Records for processing:
=== Section Start ===
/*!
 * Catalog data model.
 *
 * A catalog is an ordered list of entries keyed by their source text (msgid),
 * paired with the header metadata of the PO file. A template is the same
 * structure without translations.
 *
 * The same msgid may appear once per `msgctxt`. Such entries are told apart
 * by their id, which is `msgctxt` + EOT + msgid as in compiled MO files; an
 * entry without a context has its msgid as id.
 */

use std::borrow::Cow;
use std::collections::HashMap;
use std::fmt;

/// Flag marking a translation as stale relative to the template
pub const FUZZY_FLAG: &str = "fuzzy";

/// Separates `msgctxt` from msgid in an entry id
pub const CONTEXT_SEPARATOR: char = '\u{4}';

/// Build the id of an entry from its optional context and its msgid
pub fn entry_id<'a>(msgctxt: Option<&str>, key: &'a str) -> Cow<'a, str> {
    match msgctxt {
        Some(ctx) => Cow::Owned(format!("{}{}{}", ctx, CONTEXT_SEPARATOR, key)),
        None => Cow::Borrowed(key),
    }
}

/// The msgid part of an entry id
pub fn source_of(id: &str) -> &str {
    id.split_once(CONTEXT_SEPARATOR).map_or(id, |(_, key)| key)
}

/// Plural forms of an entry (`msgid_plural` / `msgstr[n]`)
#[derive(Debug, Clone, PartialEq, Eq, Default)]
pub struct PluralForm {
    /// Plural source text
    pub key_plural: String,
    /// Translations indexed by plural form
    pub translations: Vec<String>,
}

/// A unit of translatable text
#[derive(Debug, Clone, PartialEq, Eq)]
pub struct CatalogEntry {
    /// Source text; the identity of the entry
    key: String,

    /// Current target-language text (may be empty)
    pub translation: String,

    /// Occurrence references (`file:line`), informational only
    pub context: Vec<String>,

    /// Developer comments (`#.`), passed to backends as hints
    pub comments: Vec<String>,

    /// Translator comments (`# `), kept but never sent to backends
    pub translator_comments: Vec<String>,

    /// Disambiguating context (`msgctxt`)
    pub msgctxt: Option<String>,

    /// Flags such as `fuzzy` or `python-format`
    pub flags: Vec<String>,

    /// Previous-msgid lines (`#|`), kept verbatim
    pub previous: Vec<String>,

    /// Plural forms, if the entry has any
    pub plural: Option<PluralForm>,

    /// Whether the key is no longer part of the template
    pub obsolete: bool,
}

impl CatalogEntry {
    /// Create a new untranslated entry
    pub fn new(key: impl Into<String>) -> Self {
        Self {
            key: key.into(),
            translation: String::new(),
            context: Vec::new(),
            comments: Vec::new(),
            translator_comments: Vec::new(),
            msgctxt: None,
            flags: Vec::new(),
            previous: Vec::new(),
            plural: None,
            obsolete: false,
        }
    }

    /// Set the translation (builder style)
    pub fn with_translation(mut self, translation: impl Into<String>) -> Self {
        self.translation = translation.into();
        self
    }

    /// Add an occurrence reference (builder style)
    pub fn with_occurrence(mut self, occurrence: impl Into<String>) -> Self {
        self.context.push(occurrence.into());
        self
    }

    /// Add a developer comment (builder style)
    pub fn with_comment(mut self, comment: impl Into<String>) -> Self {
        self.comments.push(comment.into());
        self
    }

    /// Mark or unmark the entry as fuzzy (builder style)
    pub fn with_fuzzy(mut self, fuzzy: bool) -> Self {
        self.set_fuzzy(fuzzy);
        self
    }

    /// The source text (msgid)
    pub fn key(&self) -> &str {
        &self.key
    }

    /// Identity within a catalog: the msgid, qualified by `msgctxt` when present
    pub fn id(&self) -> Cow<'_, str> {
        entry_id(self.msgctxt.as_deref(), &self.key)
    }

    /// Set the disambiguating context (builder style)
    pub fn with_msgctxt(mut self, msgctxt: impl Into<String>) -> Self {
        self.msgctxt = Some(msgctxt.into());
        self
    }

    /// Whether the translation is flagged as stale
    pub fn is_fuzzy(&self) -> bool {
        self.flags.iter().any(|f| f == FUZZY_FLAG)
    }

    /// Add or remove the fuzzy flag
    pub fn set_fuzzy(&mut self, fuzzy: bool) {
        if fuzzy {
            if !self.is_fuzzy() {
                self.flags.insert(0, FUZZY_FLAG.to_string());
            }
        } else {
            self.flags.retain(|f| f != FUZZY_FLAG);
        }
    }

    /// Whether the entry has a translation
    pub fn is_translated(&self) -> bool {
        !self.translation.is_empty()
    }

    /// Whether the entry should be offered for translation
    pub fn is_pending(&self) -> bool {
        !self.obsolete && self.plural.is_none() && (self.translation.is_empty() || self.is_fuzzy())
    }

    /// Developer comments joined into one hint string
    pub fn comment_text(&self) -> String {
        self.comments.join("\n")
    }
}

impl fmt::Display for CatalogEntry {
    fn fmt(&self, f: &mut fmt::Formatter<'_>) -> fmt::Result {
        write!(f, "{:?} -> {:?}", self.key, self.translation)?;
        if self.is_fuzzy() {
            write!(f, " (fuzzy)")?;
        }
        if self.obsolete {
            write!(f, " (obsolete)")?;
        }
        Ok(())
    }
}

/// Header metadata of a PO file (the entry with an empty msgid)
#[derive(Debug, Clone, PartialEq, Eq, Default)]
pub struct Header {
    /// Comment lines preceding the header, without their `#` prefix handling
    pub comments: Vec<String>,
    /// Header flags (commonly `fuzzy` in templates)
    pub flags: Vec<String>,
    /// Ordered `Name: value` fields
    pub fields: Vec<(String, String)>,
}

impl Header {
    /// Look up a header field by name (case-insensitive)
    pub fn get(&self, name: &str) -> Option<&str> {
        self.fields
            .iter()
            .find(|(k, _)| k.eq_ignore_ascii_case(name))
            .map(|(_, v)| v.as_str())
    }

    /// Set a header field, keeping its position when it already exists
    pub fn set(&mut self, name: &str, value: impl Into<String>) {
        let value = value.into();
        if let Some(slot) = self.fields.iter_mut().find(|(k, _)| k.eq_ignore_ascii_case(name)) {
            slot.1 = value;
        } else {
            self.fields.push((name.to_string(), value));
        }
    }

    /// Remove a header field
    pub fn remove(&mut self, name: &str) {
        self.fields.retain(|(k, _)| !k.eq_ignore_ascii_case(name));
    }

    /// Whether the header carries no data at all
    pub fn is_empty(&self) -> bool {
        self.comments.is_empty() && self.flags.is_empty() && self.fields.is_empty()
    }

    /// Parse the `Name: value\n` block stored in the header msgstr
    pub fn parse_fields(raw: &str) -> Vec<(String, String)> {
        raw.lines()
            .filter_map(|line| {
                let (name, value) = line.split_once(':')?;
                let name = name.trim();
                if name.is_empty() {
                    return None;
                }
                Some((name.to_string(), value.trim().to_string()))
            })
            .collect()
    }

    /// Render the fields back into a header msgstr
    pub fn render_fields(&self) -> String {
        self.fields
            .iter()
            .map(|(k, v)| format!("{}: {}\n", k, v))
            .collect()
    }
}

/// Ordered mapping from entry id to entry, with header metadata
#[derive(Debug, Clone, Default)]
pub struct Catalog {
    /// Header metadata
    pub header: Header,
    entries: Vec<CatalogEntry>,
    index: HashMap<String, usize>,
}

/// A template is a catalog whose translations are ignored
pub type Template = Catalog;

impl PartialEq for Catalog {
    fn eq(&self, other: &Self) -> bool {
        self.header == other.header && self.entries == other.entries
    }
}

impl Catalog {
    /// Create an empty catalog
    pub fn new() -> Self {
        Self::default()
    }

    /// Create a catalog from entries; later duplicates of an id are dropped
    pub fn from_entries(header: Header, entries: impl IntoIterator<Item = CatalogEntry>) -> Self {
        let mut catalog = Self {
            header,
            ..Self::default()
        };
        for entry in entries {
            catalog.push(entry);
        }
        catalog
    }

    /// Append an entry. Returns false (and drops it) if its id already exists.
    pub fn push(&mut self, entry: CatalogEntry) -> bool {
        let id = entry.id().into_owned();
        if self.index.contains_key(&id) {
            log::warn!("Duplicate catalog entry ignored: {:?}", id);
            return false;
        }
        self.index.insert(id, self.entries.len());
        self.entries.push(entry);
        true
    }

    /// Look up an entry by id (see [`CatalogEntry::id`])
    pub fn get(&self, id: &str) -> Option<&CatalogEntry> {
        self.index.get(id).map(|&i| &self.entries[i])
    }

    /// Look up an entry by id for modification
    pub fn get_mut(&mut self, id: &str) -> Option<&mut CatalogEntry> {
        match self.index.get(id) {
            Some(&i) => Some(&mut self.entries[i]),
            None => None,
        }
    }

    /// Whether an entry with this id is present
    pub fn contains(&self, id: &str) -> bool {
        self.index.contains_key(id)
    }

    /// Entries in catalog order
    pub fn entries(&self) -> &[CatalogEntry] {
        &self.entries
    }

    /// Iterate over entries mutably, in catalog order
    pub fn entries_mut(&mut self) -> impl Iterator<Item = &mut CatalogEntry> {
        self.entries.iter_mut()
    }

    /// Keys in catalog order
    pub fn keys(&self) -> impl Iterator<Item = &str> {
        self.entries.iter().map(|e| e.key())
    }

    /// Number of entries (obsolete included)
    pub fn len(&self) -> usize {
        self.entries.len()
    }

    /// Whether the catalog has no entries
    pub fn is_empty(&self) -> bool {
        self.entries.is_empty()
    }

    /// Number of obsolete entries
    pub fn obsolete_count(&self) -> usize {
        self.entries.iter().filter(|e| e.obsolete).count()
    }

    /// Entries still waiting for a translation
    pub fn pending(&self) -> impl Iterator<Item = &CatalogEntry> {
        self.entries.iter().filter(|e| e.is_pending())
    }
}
=== Section End ===
Task description: Scan the records above and report every line with the string "msgstr".

Result of this exercise:
/// Plural forms of an entry (`msgid_plural` / `msgstr[n]`)
    /// Parse the `Name: value\n` block stored in the header msgstr
    /// Render the fields back into a header msgstr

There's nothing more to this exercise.